• WHAT YOU SHOULD DO
Answer with the exact lines of the following material from the one containing "if let Some(bind)" through the one containing "is already installed.", both end lines included.

• EXERCISE INPUTS

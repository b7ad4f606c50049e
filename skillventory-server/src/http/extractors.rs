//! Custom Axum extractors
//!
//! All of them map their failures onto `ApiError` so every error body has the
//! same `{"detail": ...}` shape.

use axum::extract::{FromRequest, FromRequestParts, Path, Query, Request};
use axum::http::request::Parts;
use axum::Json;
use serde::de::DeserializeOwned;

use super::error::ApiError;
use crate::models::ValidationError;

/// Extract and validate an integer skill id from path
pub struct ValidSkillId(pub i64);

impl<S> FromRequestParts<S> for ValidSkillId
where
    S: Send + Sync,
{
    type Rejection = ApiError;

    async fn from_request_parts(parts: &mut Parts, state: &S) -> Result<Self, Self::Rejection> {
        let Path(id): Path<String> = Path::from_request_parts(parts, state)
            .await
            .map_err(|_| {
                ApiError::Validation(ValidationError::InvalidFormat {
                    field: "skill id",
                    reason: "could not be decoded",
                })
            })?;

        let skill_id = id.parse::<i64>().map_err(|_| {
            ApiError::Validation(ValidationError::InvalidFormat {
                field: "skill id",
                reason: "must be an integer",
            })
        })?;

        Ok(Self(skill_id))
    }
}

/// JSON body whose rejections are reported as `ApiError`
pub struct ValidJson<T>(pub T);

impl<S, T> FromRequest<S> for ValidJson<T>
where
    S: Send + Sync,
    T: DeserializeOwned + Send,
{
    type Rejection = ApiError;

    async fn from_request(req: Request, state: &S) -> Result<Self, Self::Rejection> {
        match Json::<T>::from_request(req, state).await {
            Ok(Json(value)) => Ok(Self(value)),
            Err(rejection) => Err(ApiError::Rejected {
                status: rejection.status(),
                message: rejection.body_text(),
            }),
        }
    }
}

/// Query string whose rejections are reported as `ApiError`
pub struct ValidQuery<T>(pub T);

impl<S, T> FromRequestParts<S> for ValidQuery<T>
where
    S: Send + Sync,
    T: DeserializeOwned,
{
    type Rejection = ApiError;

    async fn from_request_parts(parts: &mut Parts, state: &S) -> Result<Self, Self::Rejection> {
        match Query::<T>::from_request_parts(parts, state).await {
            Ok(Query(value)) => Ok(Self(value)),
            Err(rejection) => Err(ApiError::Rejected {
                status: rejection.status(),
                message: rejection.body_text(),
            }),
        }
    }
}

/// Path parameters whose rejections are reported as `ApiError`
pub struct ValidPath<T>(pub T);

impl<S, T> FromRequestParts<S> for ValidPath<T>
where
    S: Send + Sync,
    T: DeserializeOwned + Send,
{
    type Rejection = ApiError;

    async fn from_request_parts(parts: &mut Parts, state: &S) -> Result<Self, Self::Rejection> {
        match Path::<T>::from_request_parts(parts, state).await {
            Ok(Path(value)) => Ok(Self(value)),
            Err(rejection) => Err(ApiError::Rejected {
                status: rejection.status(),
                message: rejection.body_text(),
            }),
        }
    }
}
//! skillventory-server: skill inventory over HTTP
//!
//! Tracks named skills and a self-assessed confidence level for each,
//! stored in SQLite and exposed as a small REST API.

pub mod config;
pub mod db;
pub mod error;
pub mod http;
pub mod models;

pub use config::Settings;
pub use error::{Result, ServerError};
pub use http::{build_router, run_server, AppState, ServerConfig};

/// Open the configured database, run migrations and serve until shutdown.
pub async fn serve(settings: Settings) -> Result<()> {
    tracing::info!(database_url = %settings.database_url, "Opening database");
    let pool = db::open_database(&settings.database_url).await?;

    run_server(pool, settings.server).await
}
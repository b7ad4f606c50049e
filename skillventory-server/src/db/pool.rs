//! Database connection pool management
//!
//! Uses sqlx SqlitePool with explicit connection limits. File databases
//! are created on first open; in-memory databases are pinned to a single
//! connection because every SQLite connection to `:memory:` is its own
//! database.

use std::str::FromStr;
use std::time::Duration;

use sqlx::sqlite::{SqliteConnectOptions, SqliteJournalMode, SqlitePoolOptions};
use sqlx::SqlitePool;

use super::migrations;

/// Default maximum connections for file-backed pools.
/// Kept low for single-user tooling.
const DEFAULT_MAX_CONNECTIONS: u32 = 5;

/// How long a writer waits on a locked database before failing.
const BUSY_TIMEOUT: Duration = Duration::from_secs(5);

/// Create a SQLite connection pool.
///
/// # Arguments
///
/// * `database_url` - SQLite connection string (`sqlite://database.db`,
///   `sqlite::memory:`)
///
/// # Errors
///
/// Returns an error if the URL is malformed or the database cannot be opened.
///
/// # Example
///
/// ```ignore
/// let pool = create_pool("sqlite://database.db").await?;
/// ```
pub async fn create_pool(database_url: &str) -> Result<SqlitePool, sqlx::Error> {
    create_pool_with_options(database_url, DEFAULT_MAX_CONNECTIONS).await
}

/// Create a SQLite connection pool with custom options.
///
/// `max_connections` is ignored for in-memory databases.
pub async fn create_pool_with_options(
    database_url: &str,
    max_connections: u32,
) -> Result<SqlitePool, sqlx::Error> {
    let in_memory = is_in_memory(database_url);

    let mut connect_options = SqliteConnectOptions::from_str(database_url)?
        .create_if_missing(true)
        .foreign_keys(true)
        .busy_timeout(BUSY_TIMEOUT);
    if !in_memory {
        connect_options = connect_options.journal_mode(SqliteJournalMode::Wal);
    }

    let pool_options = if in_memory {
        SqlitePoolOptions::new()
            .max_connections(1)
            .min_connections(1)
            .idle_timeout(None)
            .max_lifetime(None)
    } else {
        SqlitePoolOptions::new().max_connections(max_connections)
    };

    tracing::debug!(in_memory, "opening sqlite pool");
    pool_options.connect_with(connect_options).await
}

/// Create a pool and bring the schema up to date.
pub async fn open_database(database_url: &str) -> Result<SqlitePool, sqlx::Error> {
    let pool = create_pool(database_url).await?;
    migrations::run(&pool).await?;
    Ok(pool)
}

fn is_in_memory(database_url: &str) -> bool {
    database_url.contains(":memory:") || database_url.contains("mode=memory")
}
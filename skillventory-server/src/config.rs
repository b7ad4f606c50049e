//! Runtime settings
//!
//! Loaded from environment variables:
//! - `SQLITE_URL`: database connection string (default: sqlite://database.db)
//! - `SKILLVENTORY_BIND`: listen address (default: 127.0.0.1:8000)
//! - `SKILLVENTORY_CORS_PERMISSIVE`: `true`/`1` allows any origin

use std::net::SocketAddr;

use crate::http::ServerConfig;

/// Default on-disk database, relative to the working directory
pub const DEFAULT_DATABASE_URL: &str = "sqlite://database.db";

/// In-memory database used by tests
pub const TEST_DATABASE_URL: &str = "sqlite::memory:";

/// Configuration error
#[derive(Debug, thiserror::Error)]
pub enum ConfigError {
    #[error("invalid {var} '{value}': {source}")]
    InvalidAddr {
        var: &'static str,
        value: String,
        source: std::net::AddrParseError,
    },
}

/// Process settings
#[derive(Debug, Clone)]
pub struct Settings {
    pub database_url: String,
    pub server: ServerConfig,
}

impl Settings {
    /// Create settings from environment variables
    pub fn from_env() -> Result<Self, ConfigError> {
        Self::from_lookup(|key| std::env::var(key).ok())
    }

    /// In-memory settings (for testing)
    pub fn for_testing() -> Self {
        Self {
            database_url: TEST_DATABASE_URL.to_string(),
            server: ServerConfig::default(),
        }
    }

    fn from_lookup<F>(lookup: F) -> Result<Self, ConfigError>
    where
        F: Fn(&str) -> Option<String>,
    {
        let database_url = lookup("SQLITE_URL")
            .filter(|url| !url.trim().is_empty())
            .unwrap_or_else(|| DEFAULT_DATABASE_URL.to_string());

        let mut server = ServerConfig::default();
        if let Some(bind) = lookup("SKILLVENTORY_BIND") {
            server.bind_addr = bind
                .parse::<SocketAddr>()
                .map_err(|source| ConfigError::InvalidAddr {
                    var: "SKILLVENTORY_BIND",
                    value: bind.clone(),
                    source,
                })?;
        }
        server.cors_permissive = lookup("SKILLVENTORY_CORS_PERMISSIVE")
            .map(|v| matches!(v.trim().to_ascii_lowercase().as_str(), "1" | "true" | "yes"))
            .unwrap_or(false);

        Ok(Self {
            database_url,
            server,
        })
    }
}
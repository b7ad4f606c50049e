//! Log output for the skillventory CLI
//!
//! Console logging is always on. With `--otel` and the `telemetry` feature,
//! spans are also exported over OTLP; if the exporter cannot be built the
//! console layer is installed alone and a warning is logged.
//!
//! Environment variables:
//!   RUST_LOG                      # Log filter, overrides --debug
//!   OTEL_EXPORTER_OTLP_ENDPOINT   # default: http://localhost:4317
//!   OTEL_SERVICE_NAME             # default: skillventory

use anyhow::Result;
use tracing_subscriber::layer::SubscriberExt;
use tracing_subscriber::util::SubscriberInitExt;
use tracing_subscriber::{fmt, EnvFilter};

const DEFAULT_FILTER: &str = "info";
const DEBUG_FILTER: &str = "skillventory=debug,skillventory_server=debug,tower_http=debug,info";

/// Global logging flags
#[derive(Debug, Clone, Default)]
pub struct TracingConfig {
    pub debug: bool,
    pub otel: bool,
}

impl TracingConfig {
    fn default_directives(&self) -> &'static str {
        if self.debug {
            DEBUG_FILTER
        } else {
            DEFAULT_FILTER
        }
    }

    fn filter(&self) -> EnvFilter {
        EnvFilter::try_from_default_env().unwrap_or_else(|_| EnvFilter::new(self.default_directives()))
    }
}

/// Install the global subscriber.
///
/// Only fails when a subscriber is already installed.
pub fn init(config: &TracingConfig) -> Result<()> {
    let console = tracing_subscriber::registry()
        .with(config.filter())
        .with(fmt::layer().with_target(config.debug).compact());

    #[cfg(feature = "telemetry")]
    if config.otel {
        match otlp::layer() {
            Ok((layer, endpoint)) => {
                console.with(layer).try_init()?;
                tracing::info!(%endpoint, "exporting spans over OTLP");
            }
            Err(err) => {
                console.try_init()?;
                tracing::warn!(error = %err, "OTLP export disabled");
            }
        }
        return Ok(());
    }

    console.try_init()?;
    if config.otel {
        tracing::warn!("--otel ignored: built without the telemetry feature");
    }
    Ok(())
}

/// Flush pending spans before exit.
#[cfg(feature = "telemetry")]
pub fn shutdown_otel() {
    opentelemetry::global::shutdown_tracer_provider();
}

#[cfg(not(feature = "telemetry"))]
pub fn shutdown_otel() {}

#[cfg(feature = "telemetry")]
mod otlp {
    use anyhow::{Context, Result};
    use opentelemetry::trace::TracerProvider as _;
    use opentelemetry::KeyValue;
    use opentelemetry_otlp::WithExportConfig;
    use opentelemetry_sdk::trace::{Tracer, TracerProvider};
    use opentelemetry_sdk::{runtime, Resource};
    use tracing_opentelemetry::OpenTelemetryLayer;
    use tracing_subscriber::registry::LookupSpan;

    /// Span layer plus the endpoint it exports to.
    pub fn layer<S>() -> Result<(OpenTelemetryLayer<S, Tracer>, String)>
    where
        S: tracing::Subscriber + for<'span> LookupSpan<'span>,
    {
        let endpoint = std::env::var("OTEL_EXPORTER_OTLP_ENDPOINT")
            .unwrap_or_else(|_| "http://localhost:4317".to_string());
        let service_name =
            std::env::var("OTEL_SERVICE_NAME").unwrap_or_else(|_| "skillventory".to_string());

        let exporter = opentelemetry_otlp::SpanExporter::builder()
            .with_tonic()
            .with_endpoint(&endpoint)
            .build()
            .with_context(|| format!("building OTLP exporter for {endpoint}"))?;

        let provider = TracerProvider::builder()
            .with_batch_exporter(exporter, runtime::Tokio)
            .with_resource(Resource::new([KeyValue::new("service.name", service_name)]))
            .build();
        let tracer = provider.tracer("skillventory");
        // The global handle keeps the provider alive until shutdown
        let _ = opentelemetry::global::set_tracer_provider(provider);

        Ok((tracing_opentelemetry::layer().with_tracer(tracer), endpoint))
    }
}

• WRITTEN RESPONSE
        if let Some(bind) = lookup("SKILLVENTORY_BIND") {
            server.bind_addr = bind
                .parse::<SocketAddr>()
                .map_err(|source| ConfigError::InvalidAddr {
                    var: "SKILLVENTORY_BIND",
                    value: bind.clone(),
                    source,
                })?;
        }
        server.cors_permissive = lookup("SKILLVENTORY_CORS_PERMISSIVE")
            .map(|v| matches!(v.trim().to_ascii_lowercase().as_str(), "1" | "true" | "yes"))
            .unwrap_or(false);

        Ok(Self {
            database_url,
            server,
        })
    }
}
repository b7ad4f606c50049e
//! Log output for the skillventory CLI
//!
//! Console logging is always on. With `--otel` and the `telemetry` feature,
//! spans are also exported over OTLP; if the exporter cannot be built the
//! console layer is installed alone and a warning is logged.
//!
//! Environment variables:
//!   RUST_LOG                      # Log filter, overrides --debug
//!   OTEL_EXPORTER_OTLP_ENDPOINT   # default: http://localhost:4317
//!   OTEL_SERVICE_NAME             # default: skillventory

use anyhow::Result;
use tracing_subscriber::layer::SubscriberExt;
use tracing_subscriber::util::SubscriberInitExt;
use tracing_subscriber::{fmt, EnvFilter};

const DEFAULT_FILTER: &str = "info";
const DEBUG_FILTER: &str = "skillventory=debug,skillventory_server=debug,tower_http=debug,info";

/// Global logging flags
#[derive(Debug, Clone, Default)]
pub struct TracingConfig {
    pub debug: bool,
    pub otel: bool,
}

impl TracingConfig {
    fn default_directives(&self) -> &'static str {
        if self.debug {
            DEBUG_FILTER
        } else {
            DEFAULT_FILTER
        }
    }

    fn filter(&self) -> EnvFilter {
        EnvFilter::try_from_default_env().unwrap_or_else(|_| EnvFilter::new(self.default_directives()))
    }
}

/// Install the global subscriber.
///
/// Only fails when a subscriber is already installed.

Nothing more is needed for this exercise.